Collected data

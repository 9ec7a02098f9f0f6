use base64::Engine;
use serde_json::Value;

use crate::config::SchwabSettings;
use crate::error::SchwabError;
use crate::secrets::CredentialPair;
use crate::store::Document;

/// Token response from the Schwab OAuth endpoint.
///
/// The response object is kept as received and is what gets persisted.
/// Only `access_token` and `refresh_token` are required, and both must be
/// strings; every other field passes through untouched, `null`s included.
#[derive(Debug, Clone, PartialEq)]
pub struct TokenSet {
    pub access_token: String,
    pub refresh_token: String,
    raw: Document,
}

impl TokenSet {
    pub fn from_document(raw: Document) -> Result<Self, String> {
        let access_token = required_string(&raw, "access_token")?;
        let refresh_token = required_string(&raw, "refresh_token")?;
        Ok(Self {
            access_token,
            refresh_token,
            raw,
        })
    }

    /// The document body to persist.
    pub fn to_document(&self) -> Document {
        self.raw.clone()
    }

    pub fn get(&self, key: &str) -> Option<&Value> {
        self.raw.get(key)
    }

    /// Lifetime of the access token in seconds, if the provider sent a number.
    pub fn expires_in(&self) -> Option<i64> {
        let value = self.raw.get("expires_in")?;
        value
            .as_i64()
            .or_else(|| value.as_f64().map(|secs| secs as i64))
    }

    /// When the access token expires, counting from `issued_at`.
    pub fn expires_at(
        &self,
        issued_at: chrono::DateTime<chrono::Utc>,
    ) -> Option<chrono::DateTime<chrono::Utc>> {
        self.expires_in()
            .map(|secs| issued_at + chrono::Duration::seconds(secs))
    }
}

fn required_string(raw: &Document, key: &str) -> Result<String, String> {
    match raw.get(key) {
        Some(Value::String(s)) => Ok(s.clone()),
        Some(other) => Err(format!("'{key}' is not a string: {other}")),
        None => Err(format!("missing '{key}'")),
    }
}

/// Client for the two grants the Schwab token endpoint supports.
pub struct OAuthClient {
    client: reqwest::Client,
    token_url: String,
    redirect_uri: String,
    credentials: CredentialPair,
}

impl std::fmt::Debug for OAuthClient {
    fn fmt(&self, f: &mut std::fmt::Formatter<'_>) -> std::fmt::Result {
        f.debug_struct("OAuthClient")
            .field("token_url", &self.token_url)
            .field("redirect_uri", &self.redirect_uri)
            .field("credentials", &self.credentials)
            .finish_non_exhaustive()
    }
}

impl OAuthClient {
    pub fn new(schwab: &SchwabSettings, credentials: CredentialPair) -> Self {
        Self {
            client: reqwest::Client::new(),
            token_url: schwab.token_url(),
            redirect_uri: schwab.redirect_uri.clone(),
            credentials,
        }
    }

    pub fn app_key(&self) -> &str {
        &self.credentials.app_key
    }

    pub fn redirect_uri(&self) -> &str {
        &self.redirect_uri
    }

    /// `Basic base64(app_key:app_secret)`
    pub fn basic_authorization(&self) -> String {
        let raw = format!("{}:{}", self.credentials.app_key, self.credentials.app_secret);
        format!(
            "Basic {}",
            base64::engine::general_purpose::STANDARD.encode(raw)
        )
    }

    async fn post_token_form(&self, form: &[(&str, &str)]) -> Result<reqwest::Response, SchwabError> {
        self.client
            .post(&self.token_url)
            .header(reqwest::header::AUTHORIZATION, self.basic_authorization())
            .form(form)
            .send()
            .await
            .map_err(|e| SchwabError::http(&self.token_url, e))
    }

    async fn parse_token_set(&self, resp: reqwest::Response) -> Result<TokenSet, SchwabError> {
        let raw = resp.json::<Document>().await.map_err(|e| {
            SchwabError::http(&self.token_url, format!("failed to parse token response: {e}"))
        })?;
        TokenSet::from_document(raw).map_err(|e| {
            SchwabError::http(&self.token_url, format!("invalid token response: {e}"))
        })
    }

    /// Exchange an authorization code (first-time login) for a token set.
    pub async fn exchange_code(&self, code: &str) -> Result<TokenSet, SchwabError> {
        let resp = self
            .post_token_form(&[
                ("grant_type", "authorization_code"),
                ("code", code),
                ("redirect_uri", &self.redirect_uri),
            ])
            .await?;

        if !resp.status().is_success() {
            let status = resp.status().as_u16();
            let body = resp.text().await.unwrap_or_default();
            return Err(SchwabError::ExchangeFailed { status, body });
        }

        self.parse_token_set(resp).await
    }

    /// Exchange a refresh token for a new token set. Only HTTP 200 is success.
    pub async fn refresh(&self, refresh_token: &str) -> Result<TokenSet, SchwabError> {
        let resp = self
            .post_token_form(&[
                ("grant_type", "refresh_token"),
                ("refresh_token", refresh_token),
            ])
            .await?;

        if resp.status() != reqwest::StatusCode::OK {
            let status = resp.status().as_u16();
            let body = resp.text().await.unwrap_or_default();
            return Err(SchwabError::RefreshFailed { status, body });
        }

        self.parse_token_set(resp).await
    }
}
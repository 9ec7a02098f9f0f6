use std::path::{Path, PathBuf};

use async_trait::async_trait;

use crate::error::SchwabError;

use super::{Document, DocumentRef, DocumentStore};

/// Documents as pretty-printed JSON files: `{root}/{collection}/{document}.json`.
#[derive(Debug, Clone)]
pub struct FileStore {
    root: PathBuf,
}

/// `~/.schwab-connect/store`
pub fn default_root() -> PathBuf {
    dirs::home_dir()
        .unwrap_or_else(|| PathBuf::from("."))
        .join(".schwab-connect")
        .join("store")
}

impl FileStore {
    pub fn new(root: impl Into<PathBuf>) -> Self {
        Self { root: root.into() }
    }

    pub fn root(&self) -> &Path {
        &self.root
    }

    pub fn document_path(&self, doc: &DocumentRef) -> PathBuf {
        self.root
            .join(&doc.collection)
            .join(format!("{}.json", doc.document))
    }
}

#[async_trait]
impl DocumentStore for FileStore {
    async fn read_document(&self, doc: &DocumentRef) -> Result<Option<Document>, SchwabError> {
        let path = self.document_path(doc);
        let data = match tokio::fs::read_to_string(&path).await {
            Ok(data) => data,
            Err(e) if e.kind() == std::io::ErrorKind::NotFound => return Ok(None),
            Err(e) => return Err(doc.store_error(format!("cannot read {}: {e}", path.display()))),
        };
        let body: Document = serde_json::from_str(&data)
            .map_err(|e| doc.store_error(format!("invalid JSON in {}: {e}", path.display())))?;
        Ok(Some(body))
    }

    async fn write_document(&self, doc: &DocumentRef, body: &Document) -> Result<(), SchwabError> {
        let path = self.document_path(doc);
        if let Some(parent) = path.parent() {
            tokio::fs::create_dir_all(parent).await?;
        }
        let data = serde_json::to_string_pretty(body)
            .map_err(|e| doc.store_error(format!("failed to serialize document: {e}")))?;

        // Write beside the target and rename so readers never see a partial file.
        let tmp = path.with_extension("json.tmp");
        tokio::fs::write(&tmp, data).await?;
        tokio::fs::rename(&tmp, &path).await?;
        tracing::debug!("Updated {} at {}", doc, path.display());
        Ok(())
    }
}
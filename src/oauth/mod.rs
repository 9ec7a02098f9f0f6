pub mod flow;
pub mod redirect;
pub mod token;

pub use flow::{InteractiveSetup, TokenRefresher};
pub use redirect::{authorization_url, extract_authorization_code};
pub use token::{OAuthClient, TokenSet};
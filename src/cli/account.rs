use crate::account::AccountClient;
use crate::cli::Context;
use crate::error::SchwabError;

pub async fn run_account(ctx: &Context, json: bool) -> Result<(), SchwabError> {
    let client = AccountClient::connect(
        ctx.store.as_ref(),
        &ctx.document,
        &ctx.settings.schwab.trader_base_url(),
    )
    .await?;

    if json {
        let out = serde_json::json!({
            "accountNumber": client.account_number(),
            "hashValue": client.account_hash_value(),
        });
        println!("{}", serde_json::to_string_pretty(&out).unwrap_or_default());
    } else {
        println!("{}", client.account_hash_value());
        tracing::debug!("Resolved account {}", client.account_number());
    }
    Ok(())
}
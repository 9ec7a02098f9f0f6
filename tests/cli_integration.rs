use std::path::Path;
use std::process::Output;

use assert_cmd::assert::OutputAssertExt;
use assert_cmd::Command;
use predicates::prelude::*;
use serde_json::json;
use wiremock::MockServer;

mod common;

use common::schwab_mock::{mount_account_numbers, mount_code_exchange, mount_refresh};

const CONFIG_VARS: [&str; 10] = [
    "SCHWAB_CONNECT_CONFIG",
    "SCHWAB_CONNECT_PROJECT_ID",
    "SCHWAB_CONNECT_SECRET_NAME",
    "SCHWAB_CONNECT_SECRET_BACKEND",
    "SCHWAB_CONNECT_STORE",
    "SCHWAB_CONNECT_STORE_DIR",
    "SCHWAB_CONNECT_COLLECTION",
    "SCHWAB_CONNECT_DOCUMENT",
    "SCHWAB_CONNECT_API_BASE_URL",
    "SCHWAB_CONNECT_REDIRECT_URI",
];

fn schwab_cmd(config: &Path) -> Command {
    let mut cmd = Command::cargo_bin("schwab-connect").unwrap();
    for var in CONFIG_VARS {
        cmd.env_remove(var);
    }
    cmd.arg("--config")
        .arg(config)
        .env("SCHWAB_APP_KEY", common::APP_KEY)
        .env("SCHWAB_APP_SECRET", common::APP_SECRET)
        .env("SCHWAB_CONNECT_LOG", "warn");
    cmd
}

/// Run the binary off the async runtime so the mock server keeps serving.
async fn run(config: &Path, args: &[&str], stdin: Option<&str>) -> Output {
    let config = config.to_path_buf();
    let args: Vec<String> = args.iter().map(|a| a.to_string()).collect();
    let stdin = stdin.map(str::to_owned);
    tokio::task::spawn_blocking(move || {
        let mut cmd = schwab_cmd(&config);
        cmd.args(&args);
        if let Some(input) = stdin {
            cmd.write_stdin(input);
        }
        cmd.output().unwrap()
    })
    .await
    .unwrap()
}

fn token_file(dir: &Path) -> std::path::PathBuf {
    dir.join("store")
        .join("schwab-tokens")
        .join("schwab-tokens-auth.json")
}

fn seed_tokens(dir: &Path, body: serde_json::Value) {
    let path = token_file(dir);
    std::fs::create_dir_all(path.parent().unwrap()).unwrap();
    std::fs::write(path, body.to_string()).unwrap();
}

fn read_tokens(dir: &Path) -> serde_json::Value {
    serde_json::from_str(&std::fs::read_to_string(token_file(dir)).unwrap()).unwrap()
}

#[tokio::test(flavor = "multi_thread")]
async fn refresh_without_stored_token_fails() {
    let server = MockServer::start().await;
    let dir = tempfile::tempdir().unwrap();
    let config = common::write_settings(dir.path(), &server);

    run(&config, &["refresh"], None)
        .await
        .assert()
        .failure()
        .stdout(predicate::str::contains("Done!").not())
        .stderr(predicate::str::contains("No stored 'refresh_token'"));
}

#[tokio::test(flavor = "multi_thread")]
async fn refresh_prints_marker_and_overwrites_file() {
    let server = MockServer::start().await;
    mount_refresh(
        &server,
        200,
        json!({"access_token": "new-a", "refresh_token": "new-r", "expires_in": 1800}),
    )
    .await;
    let dir = tempfile::tempdir().unwrap();
    let config = common::write_settings(dir.path(), &server);
    seed_tokens(
        dir.path(),
        json!({"access_token": "old-a", "refresh_token": "old-r", "scope": "api"}),
    );

    run(&config, &["refresh"], None)
        .await
        .assert()
        .success()
        .stdout(predicate::str::contains("Done!"));

    assert_eq!(
        read_tokens(dir.path()),
        json!({"access_token": "new-a", "refresh_token": "new-r", "expires_in": 1800})
    );
}

#[tokio::test(flavor = "multi_thread")]
async fn refresh_rejected_exits_nonzero() {
    let server = MockServer::start().await;
    mount_refresh(&server, 401, json!({"error": "invalid_grant"})).await;
    let dir = tempfile::tempdir().unwrap();
    let config = common::write_settings(dir.path(), &server);
    let original = json!({"access_token": "old-a", "refresh_token": "old-r"});
    seed_tokens(dir.path(), original.clone());

    run(&config, &["refresh"], None)
        .await
        .assert()
        .failure()
        .stderr(predicate::str::contains("status 401"));

    assert_eq!(read_tokens(dir.path()), original);
}

#[tokio::test(flavor = "multi_thread")]
async fn account_prints_first_hash_value() {
    let server = MockServer::start().await;
    mount_account_numbers(
        &server,
        "stored-a",
        200,
        json!([
            {"accountNumber": "1", "hashValue": "H1"},
            {"accountNumber": "2", "hashValue": "H2"}
        ]),
    )
    .await;
    let dir = tempfile::tempdir().unwrap();
    let config = common::write_settings(dir.path(), &server);
    seed_tokens(
        dir.path(),
        json!({"access_token": "stored-a", "refresh_token": "r"}),
    );

    run(&config, &["account", "--json"], None)
        .await
        .assert()
        .success()
        .stdout(predicate::str::contains("\"hashValue\": \"H1\""));
}

#[tokio::test(flavor = "multi_thread")]
async fn init_reads_pasted_url_from_stdin() {
    let server = MockServer::start().await;
    mount_code_exchange(
        &server,
        200,
        json!({"access_token": "init-a", "refresh_token": "init-r", "expires_in": 1800}),
    )
    .await;
    let dir = tempfile::tempdir().unwrap();
    let config = common::write_settings(dir.path(), &server);

    run(
        &config,
        &["init", "--no-browser"],
        Some("https://127.0.0.1/?code=C0.xyz%40&session=abc\n"),
    )
    .await
    .assert()
    .success()
    .stdout(predicate::str::contains("client_id=test-app-key"))
    .stdout(predicate::str::contains("Done!"));

    assert_eq!(read_tokens(dir.path())["refresh_token"], "init-r");
}

#[test]
fn missing_config_file_fails() {
    Command::cargo_bin("schwab-connect")
        .unwrap()
        .args(["--config", "/nonexistent/schwab-connect.json", "refresh"])
        .assert()
        .failure()
        .stderr(predicate::str::contains("File does not exist"));
}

### Task details
How many lines of the data hold the string "DocumentRef"? Reply with the number alone.

### Task solution
4